条件付き確率とは
条件付き確率は確率ですが、私たちのいつも求めている確率とは少し違います。
条件付き確率と一言で表すと
特定の条件の中で考える確率
でしょうか。普通、確率を考える時にはその起こりうる全ての事象を数えますよね。ですが条件付き確率は特定の状況のみの中で事象を数えるのでそこが大きく違います。
なかなか言葉で理解するのは難しいので、問題を通してやってみましょう。
血液型がA型、B型である100人を調べると、男子64人、女子36人で、A型は男子40人、女子13人であった。次の確率を求めよ。
(1)選ばれた1人が女子の時、その人がA型である確率
(2)選ばれた1人がB型の時、その人が男子である確率
さて、これをみてすぐにわかることはいつもと考える確率が違うことです。
・・・の時、・・・の確率を求めよ、という書き方になっていますので、考える事象が制限されます。
本当であれば100人の中から1人選びます。ですから単純な確率を考えると、例えば男子である確率は
\(\frac{64}{100}\)
ですよね。ですが今回は違うのです。すでに選んだ時にその人が男女どちらか、もしくは血液型がどちらかという情報は与えられています。
(1)であれば女子であること、(2)であればB型であることがもうすでにわかっているのです。
この時の確率は明らかに100人の中から選ぶ状況とは違います。(1)の場合もう女子であることがわかっているのでその中でA型である確率を求めることになるのです。
つまり100人のうち女子は36人とわかっているので、今考える確率で考えるべき対象は36人の女子です。
この中で考えた時にA型である確率を求めなさい、と言っているのが条件付き確率なのです。
つまり
男子は放っておいて(なぜなら選んだ時にその人が女子であることがもう確定しているから)女子を選んだ時にその人がA型である確率を求める
のですね。
ですから求める確率は
\(\frac{13}{36}\)
です。女子は36人でA型の女子は13人いることがわかっているので、36人から一人選んだ時にA型である確率を考えればいいのです。
何やら難しそうに聞こえるかもしれませんが、簡単にいうと
特定の条件の中で確率を考えろ
と言っているだけなので、条件さえしっかりと抑えれば難しくはありません。
(2)も同じようにやります。条件はB型が選ばれた時、と言っているのでまずはB型の人数が必要です。
それはA型が男女合計で53人いることが問題からわかりますから、B型は
\(100-53=47\)
より47人です。

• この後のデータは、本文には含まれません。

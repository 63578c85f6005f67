//! Staged pipeline
//!
//! Four stages run strictly in order: extract, cross-reference, classify,
//! merge. Each consumes the complete output of the previous one. Running a
//! stage early or twice is an error; everything else that goes wrong is
//! collected in the [`Report`].

pub mod assemble;
pub mod dataset;

use std::fmt;
use std::path::PathBuf;

use serde::{Deserialize, Serialize};

use crate::classify::{CategoryMappings, Classifier, ClassifierSettings};
use crate::error::{Error, Result};
use crate::extract::{extract_all, Extraction};
use crate::report::Report;
use crate::xref::{cross_reference, Linked};

pub use dataset::{Dataset, MetadataBundle};

#[derive(Debug, Clone, Copy, PartialEq, Eq, PartialOrd, Ord, Hash, Serialize, Deserialize)]
#[serde(rename_all = "kebab-case")]
pub enum Stage {
    Extract,
    CrossReference,
    Classify,
    Merge,
}

impl Stage {
    pub const ALL: &'static [Stage] = &[
        Stage::Extract,
        Stage::CrossReference,
        Stage::Classify,
        Stage::Merge,
    ];

    /// Stage that must have completed before this one may run
    pub fn requires(self) -> Option<Stage> {
        match self {
            Stage::Extract => None,
            Stage::CrossReference => Some(Stage::Extract),
            Stage::Classify => Some(Stage::CrossReference),
            Stage::Merge => Some(Stage::Classify),
        }
    }

    pub fn as_str(self) -> &'static str {
        match self {
            Stage::Extract => "extract",
            Stage::CrossReference => "cross-reference",
            Stage::Classify => "classify",
            Stage::Merge => "merge",
        }
    }
}

impl fmt::Display for Stage {
    fn fmt(&self, f: &mut fmt::Formatter<'_>) -> fmt::Result {
        f.write_str(self.as_str())
    }
}

/// Where the pipeline reads from
#[derive(Debug, Clone, Default)]
pub struct PipelineInputs {
    /// Object tables and `war3map.j`
    pub archive_dir: PathBuf,
    /// `.wurst` source tree
    pub source_dir: PathBuf,
    /// Curated `category-mappings.json`; `None` runs without curated data
    pub category_mappings: Option<PathBuf>,
    pub settings: ClassifierSettings,
}

/// One pipeline run
#[derive(Debug)]
pub struct Pipeline {
    inputs: PipelineInputs,
    report: Report,
    completed: Vec<Stage>,
    extraction: Option<Extraction>,
    linked: Option<Linked>,
    dataset: Option<Dataset>,
}

impl Pipeline {
    pub fn new(inputs: PipelineInputs) -> Self {
        Self {
            inputs,
            report: Report::new(),
            completed: Vec::new(),
            extraction: None,
            linked: None,
            dataset: None,
        }
    }

    pub fn report(&self) -> &Report {
        &self.report
    }

    pub fn completed(&self) -> &[Stage] {
        &self.completed
    }

    fn begin(&self, stage: Stage) -> Result<()> {
        if self.completed.contains(&stage) {
            return Err(Error::StageRepeated(stage));
        }
        if let Some(missing) = stage.requires() {
            if !self.completed.contains(&missing) {
                return Err(Error::StageOrder { stage, missing });
            }
        }
        tracing::info!(%stage, "starting stage");
        Ok(())
    }

    fn finish(&mut self, stage: Stage) {
        self.completed.push(stage);
    }

    /// Read every input. Fails only when there are no items or no abilities.
    pub fn extract(&mut self) -> Result<&Extraction> {
        self.begin(Stage::Extract)?;
        let extraction = extract_all(
            &self.inputs.archive_dir,
            &self.inputs.source_dir,
            &mut self.report,
        );
        if extraction.items.is_empty() {
            return Err(Error::MissingCoreData("item"));
        }
        if extraction.abilities.is_empty() {
            return Err(Error::MissingCoreData("ability"));
        }
        self.finish(Stage::Extract);
        Ok(self.extraction.insert(extraction))
    }

    pub fn cross_reference(&mut self) -> Result<&Linked> {
        self.begin(Stage::CrossReference)?;
        let Some(extraction) = self.extraction.as_ref() else {
            return Err(Error::StageOrder {
                stage: Stage::CrossReference,
                missing: Stage::Extract,
            });
        };
        let linked = cross_reference(extraction, &mut self.report);
        self.finish(Stage::CrossReference);
        Ok(self.linked.insert(linked))
    }

    /// Assign a category to every item and ability.
    pub fn classify(&mut self) -> Result<&Linked> {
        self.begin(Stage::Classify)?;
        let (Some(extraction), Some(linked)) = (self.extraction.as_ref(), self.linked.as_mut())
        else {
            return Err(Error::StageOrder {
                stage: Stage::Classify,
                missing: Stage::CrossReference,
            });
        };

        let mappings = match self.inputs.category_mappings.as_deref() {
            Some(path) => CategoryMappings::load(path, &mut self.report),
            None => CategoryMappings::default(),
        };
        let classifier = Classifier::new(&mappings, self.inputs.settings)
            .with_spell_categories(&extraction.spell_lists.category_map())
            .with_item_names(extraction.item_names.clone());

        for record in &mut linked.abilities {
            let ability = &mut record.ability;
            let result = classifier.classify_raw_ability(
                &record.source,
                &ability.slug,
                &ability.name,
                &mut self.report,
            );
            ability.category = result.category;
            ability.class_requirement = result.class_requirement;
        }
        for record in &mut linked.items {
            let result =
                classifier.classify_raw_item(&record.source, &record.item.slug, &mut self.report);
            record.item.category = result.category;
        }

        tracing::info!(
            items = self.report.missing_categories("items").len(),
            abilities = self.report.missing_categories("abilities").len(),
            "unclassified after classify stage"
        );
        self.finish(Stage::Classify);
        Ok(self.linked.get_or_insert_with(Linked::default))
    }

    /// Deduplicate and assemble the final dataset.
    pub fn merge(&mut self) -> Result<&Dataset> {
        self.begin(Stage::Merge)?;
        let (Some(extraction), Some(linked)) = (self.extraction.as_ref(), self.linked.take()) else {
            return Err(Error::StageOrder {
                stage: Stage::Merge,
                missing: Stage::Classify,
            });
        };
        let dataset = assemble::assemble(linked, extraction, &mut self.report);
        self.finish(Stage::Merge);
        Ok(self.dataset.insert(dataset))
    }

    /// Run every stage in order and hand back the dataset with its report.
    pub fn run(mut self) -> Result<(Dataset, Report)> {
        self.extract()?;
        self.cross_reference()?;
        self.classify()?;
        self.merge()?;
        let dataset = self.dataset.take().unwrap_or_default();
        tracing::info!(summary = ?self.report.summary(), "pipeline finished");
        Ok((dataset, self.report))
    }
}

#[cfg(test)]
mod tests {
    use super::*;

    #[test]
    fn test_stage_requirements() {
        assert_eq!(Stage::Extract.requires(), None);
        assert_eq!(Stage::Merge.requires(), Some(Stage::Classify));
        for pair in Stage::ALL.windows(2) {
            assert_eq!(pair[1].requires(), Some(pair[0]));
        }
        assert_eq!(Stage::CrossReference.to_string(), "cross-reference");
    }

    #[test]
    fn test_out_of_order_stage_rejected() {
        let mut pipeline = Pipeline::new(PipelineInputs::default());
        match pipeline.classify() {
            Err(Error::StageOrder { stage, missing }) => {
                assert_eq!(stage, Stage::Classify);
                assert_eq!(missing, Stage::CrossReference);
            }
            other => panic!("unexpected result: {:?}", other.map(|_| ())),
        }
        assert!(pipeline.completed().is_empty());
    }

    #[test]
    fn test_missing_core_data() {
        let dir = tempfile::tempdir().unwrap();
        let mut pipeline = Pipeline::new(PipelineInputs {
            archive_dir: dir.path().to_path_buf(),
            source_dir: dir.path().to_path_buf(),
            ..Default::default()
        });
        assert!(matches!(pipeline.extract(), Err(Error::MissingCoreData("item"))));
        assert!(pipeline.report().count(crate::report::IssueKind::MissingInput) > 0);
    }

    #[test]
    fn test_classify_marks_stage_complete() {
        let dir = tempfile::tempdir().unwrap();
        std::fs::write(
            dir.path().join("items.json"),
            r#"{"custom": {"I000": [{"id": "unam", "value": "Stick"}]}}"#,
        )
        .unwrap();
        std::fs::write(
            dir.path().join("abilities.json"),
            r#"{"custom": {"A000": [{"id": "anam", "value": "Fire Bolt"}]}}"#,
        )
        .unwrap();

        let mut pipeline = Pipeline::new(PipelineInputs {
            archive_dir: dir.path().to_path_buf(),
            source_dir: dir.path().to_path_buf(),
            ..Default::default()
        });
        pipeline.extract().unwrap();
        pipeline.cross_reference().unwrap();
        let linked = pipeline.classify().unwrap();
        assert_eq!(linked.items.len(), 1);
        assert_eq!(
            pipeline.completed(),
            &[Stage::Extract, Stage::CrossReference, Stage::Classify]
        );
        assert!(matches!(
            pipeline.classify(),
            Err(Error::StageRepeated(Stage::Classify))
        ));
        assert!(pipeline.merge().is_ok());
    }
}
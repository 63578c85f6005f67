//! Command handlers

pub mod configure;
pub mod lookup;
pub mod run;
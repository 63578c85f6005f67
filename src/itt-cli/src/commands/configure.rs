//! Configuration command handlers

use anyhow::{Context, Result};

use crate::cli::ConfigCommand;
use crate::config::Config;

pub fn handle(command: ConfigCommand) -> Result<()> {
    match command {
        ConfigCommand::Show => show_config(&Config::load()?),
        ConfigCommand::Path => {
            println!("{}", Config::config_path()?.display());
            Ok(())
        }
        ConfigCommand::Set { key, value } => {
            let mut config = Config::load()?;
            config.set(&key, &value)?;
            config.save()?;
            println!("{} = {}", key, value);
            if let Ok(path) = Config::config_path() {
                println!("Config saved to: {}", path.display());
            }
            Ok(())
        }
    }
}

/// Display current configuration
fn show_config(config: &Config) -> Result<()> {
    let text = toml::to_string_pretty(config).context("Failed to serialize config")?;
    if text.trim().is_empty() {
        println!("Nothing configured");
    } else {
        print!("{}", text);
    }

    if let Ok(path) = Config::config_path() {
        println!("Config file: {}", path.display());
    }
    Ok(())
}
/// Class constant suffix -> ability category of its base class
const CLASS_CATEGORIES: &[(&str, AbilityCategory)] = &[
    ("HUNTER", AbilityCategory::Hunter),
    ("MAGE", AbilityCategory::Mage),
    ("PRIEST", AbilityCategory::Priest),
    ("BEASTMASTER", AbilityCategory::Beastmaster),
    ("THIEF", AbilityCategory::Thief),
    ("SCOUT", AbilityCategory::Scout),
    ("GATHERER", AbilityCategory::Gatherer),
    ("WARRIOR", AbilityCategory::Hunter),
    ("TRACKER", AbilityCategory::Hunter),
    ("JUGGERNAUT", AbilityCategory::Hunter),
    ("ELEMENTALIST", AbilityCategory::Mage),
    ("HYPNOTIST", AbilityCategory::Mage),
    ("DREAMWALKER", AbilityCategory::Mage),
    ("DEMENTIA_MASTER", AbilityCategory::Mage),
    ("BOOSTER", AbilityCategory::Priest),
    ("MASTER_HEALER", AbilityCategory::Priest),
    ("SAGE", AbilityCategory::Priest),
    ("ESCAPE_ARTIST", AbilityCategory::Thief),
    ("ROGUE", AbilityCategory::Thief),
    ("TELETHIEF", AbilityCategory::Thief),
    ("CONTORTIONIST", AbilityCategory::Thief),
    ("ASSASSIN", AbilityCategory::Thief),
    ("OBSERVER", AbilityCategory::Scout),
    ("TRAPPER", AbilityCategory::Scout),
    ("HAWK", AbilityCategory::Scout),
    ("SPY", AbilityCategory::Scout),
    ("RADAR_GATHERER", AbilityCategory::Gatherer),
    ("HERB_MASTER", AbilityCategory::Gatherer),
    ("ALCHEMIST", AbilityCategory::Gatherer),
    ("OMNIGATHERER", AbilityCategory::Gatherer),
    ("DRUID", AbilityCategory::Beastmaster),
    ("SHAPESHIFTER", AbilityCategory::Beastmaster),
    ("DIRE_WOLF", AbilityCategory::Beastmaster),
    ("DIRE_BEAR", AbilityCategory::Beastmaster),
    ("JUNGLE_TYRANT", AbilityCategory::Beastmaster),
];

/// Category for a class constant suffix; empty suffix is the basic list
pub fn class_category(class: &str) -> AbilityCategory {
    if class.is_empty() {
        return AbilityCategory::Basic;
    }
    CLASS_CATEGORIES
        .iter()
        .find(|(name, _)| *name == class)
        .map(|(_, category)| *category)
        .unwrap_or_else(|| AbilityCategory::normalize(&class_slug(class)))
}

/// `MASTER_HEALER` -> `master-healer`, empty -> `basic`
pub fn class_slug(class: &str) -> String {
    if class.is_empty() {
        "basic".to_string()
    } else {
        constant_to_slug(class, "")
    }
}

/// Everything the spell lists say about one ability
#[derive(Debug, Clone, Default, PartialEq, Eq, Serialize, Deserialize)]
#[serde(rename_all = "camelCase")]
pub struct AbilityRelation {
    pub classes: Vec<String>,
    pub categories: Vec<AbilityCategory>,
    pub spell_types: Vec<SpellType>,
    #[serde(skip_serializing_if = "std::ops::Not::not")]
    pub inherited: bool,
}

impl AbilityRelation {
    fn add(&mut self, class: String, category: AbilityCategory, spell_type: Option<SpellType>) {
        if !self.classes.contains(&class) {
            self.classes.push(class);
        }
        if category != AbilityCategory::Unknown && !self.categories.contains(&category) {
            self.categories.push(category);
        }
        if let Some(t) = spell_type {
            if !self.spell_types.contains(&t) {
                self.spell_types.push(t);
            }
        }
    }

    /// Hero beats normal; basic lists are not a spellbook
    pub fn spellbook(&self) -> Option<SpellType> {
        self.spell_types
            .iter()
            .filter(|t| **t != SpellType::Basic)
            .min()
            .copied()
    }
}
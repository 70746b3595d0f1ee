//! Thin façade over rank-level collective communication.
//!
//! The ordering algorithms never call MPI directly; they are handed a
//! [`RankExchange`] capability. That keeps the graph work testable in a
//! single process: [`SerialExchange`] for one rank, [`LocalExchange`] for
//! several simulated ranks on threads, and `MpiExchange` (behind the
//! `mpi-support` feature) for real jobs.
//!
//! All operations here are *collective and blocking*: every rank must
//! issue the same calls in the same order with equal-length buffers.
//! Mismatched participation deadlocks, exactly as it would under MPI;
//! that is a programming contract, not a runtime-checked condition.

pub mod dependency_exchange;
pub mod wire;

use std::sync::{Arc, Barrier};

use parking_lot::Mutex;

use crate::sweep_error::SweepError;

/// Collective broadcast/barrier capability for one rank of a job.
pub trait RankExchange {
    /// This rank's id, 0-based.
    fn rank(&self) -> usize;
    /// Number of participating ranks.
    fn size(&self) -> usize;
    /// In-place broadcast of `buf` from `root` to every rank. All ranks
    /// must supply buffers of identical length.
    fn broadcast(&self, root: usize, buf: &mut [u8]) -> Result<(), SweepError>;
    /// Blocks until every rank has entered the barrier.
    fn barrier(&self);
}

/// Single-rank no-op backend for serial runs and unit tests.
#[derive(Clone, Debug, Default)]
pub struct SerialExchange;

impl RankExchange for SerialExchange {
    fn rank(&self) -> usize {
        0
    }
    fn size(&self) -> usize {
        1
    }
    fn broadcast(&self, _root: usize, _buf: &mut [u8]) -> Result<(), SweepError> {
        Ok(())
    }
    fn barrier(&self) {}
}

struct LocalShared {
    size: usize,
    slot: Mutex<Option<Vec<u8>>>,
    barrier: Barrier,
}

/// In-process multi-"rank" backend: one handle per simulated rank, each
/// driven from its own thread. Broadcasts rendezvous through a shared
/// slot guarded by a reusable barrier, so the collective-ordering
/// contract is exercised the same way a real MPI job exercises it.
#[derive(Clone)]
pub struct LocalExchange {
    rank: usize,
    shared: Arc<LocalShared>,
}

impl LocalExchange {
    /// Creates `size` connected handles; hand one to each rank thread.
    pub fn create(size: usize) -> Vec<Self> {
        let shared = Arc::new(LocalShared {
            size,
            slot: Mutex::new(None),
            barrier: Barrier::new(size),
        });
        (0..size)
            .map(|rank| Self {
                rank,
                shared: Arc::clone(&shared),
            })
            .collect()
    }
}

impl RankExchange for LocalExchange {
    fn rank(&self) -> usize {
        self.rank
    }

    fn size(&self) -> usize {
        self.shared.size
    }

    fn broadcast(&self, root: usize, buf: &mut [u8]) -> Result<(), SweepError> {
        let shared = &self.shared;
        shared.barrier.wait();
        if self.rank == root {
            *shared.slot.lock() = Some(buf.to_vec());
        }
        shared.barrier.wait();
        // a failed receive must still reach the trailing barrier, or the
        // remaining ranks hang
        let mut result = Ok(());
        if self.rank != root {
            let slot = shared.slot.lock();
            match slot.as_ref() {
                Some(data) if data.len() == buf.len() => buf.copy_from_slice(data),
                Some(data) => {
                    result = Err(SweepError::CommError {
                        root,
                        reason: format!(
                            "buffer length mismatch: root sent {}, receiver expects {}",
                            data.len(),
                            buf.len()
                        ),
                    });
                }
                None => {
                    result = Err(SweepError::CommError {
                        root,
                        reason: "broadcast slot empty".into(),
                    });
                }
            }
        }
        shared.barrier.wait();
        if self.rank == root {
            *shared.slot.lock() = None;
        }
        result
    }

    fn barrier(&self) {
        self.shared.barrier.wait();
    }
}

// --- MPI backend (feature = "mpi-support") ---
#[cfg(feature = "mpi-support")]
mod mpi_backend {
    use super::*;
    use mpi::environment::Universe;
    use mpi::topology::SimpleCommunicator;
    use mpi::traits::*;

    /// Real-MPI backend over `MPI_Bcast`/`MPI_Barrier`.
    pub struct MpiExchange {
        universe: Universe,
    }

    impl MpiExchange {
        /// Initializes MPI; returns `None` if it was already initialized.
        pub fn new() -> Option<Self> {
            mpi::initialize().map(|universe| Self { universe })
        }

        fn world(&self) -> SimpleCommunicator {
            self.universe.world()
        }
    }

    impl RankExchange for MpiExchange {
        fn rank(&self) -> usize {
            self.world().rank() as usize
        }

        fn size(&self) -> usize {
            self.world().size() as usize
        }

        fn broadcast(&self, root: usize, buf: &mut [u8]) -> Result<(), SweepError> {
            self.world().process_at_rank(root as i32).broadcast_into(buf);
            Ok(())
        }

        fn barrier(&self) {
            self.world().barrier();
        }
    }
}

#[cfg(feature = "mpi-support")]
pub use mpi_backend::MpiExchange;

#[cfg(test)]
mod tests {
    use super::*;

    #[test]
    fn serial_broadcast_is_identity() {
        let ex = SerialExchange;
        let mut buf = [1u8, 2, 3];
        ex.broadcast(0, &mut buf).unwrap();
        assert_eq!(buf, [1, 2, 3]);
        assert_eq!(ex.size(), 1);
    }

    #[test]
    fn local_broadcast_two_ranks() {
        let handles = LocalExchange::create(2);
        let mut threads = Vec::new();
        for ex in handles {
            threads.push(std::thread::spawn(move || {
                let mut buf = if ex.rank() == 0 { [7u8, 8] } else { [0u8, 0] };
                ex.broadcast(0, &mut buf).unwrap();
                buf
            }));
        }
        for t in threads {
            assert_eq!(t.join().unwrap(), [7, 8]);
        }
    }

    #[test]
    fn local_broadcast_rounds_from_each_root() {
        let handles = LocalExchange::create(3);
        let mut threads = Vec::new();
        for ex in handles {
            threads.push(std::thread::spawn(move || {
                let mut seen = Vec::new();
                for root in 0..ex.size() {
                    let mut buf = [if ex.rank() == root { root as u8 } else { 0xff }];
                    ex.broadcast(root, &mut buf).unwrap();
                    seen.push(buf[0]);
                }
                seen
            }));
        }
        for t in threads {
            assert_eq!(t.join().unwrap(), vec![0, 1, 2]);
        }
    }
}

この中でまずは考えます。この数字はB型の男女です。
この時B型の男子はこの中にどれくらいいるかというと、A型の男子が40人で、男子は全員で64人いるので
\(64-40=24\)
と計算すれば出てきますね。つまり今考えるべき条件付き確率は
\(\frac{24}{47}\)
となる訳です。ある条件のもとで当てはまるものを数えて確率をだす。これが条件付き確率です。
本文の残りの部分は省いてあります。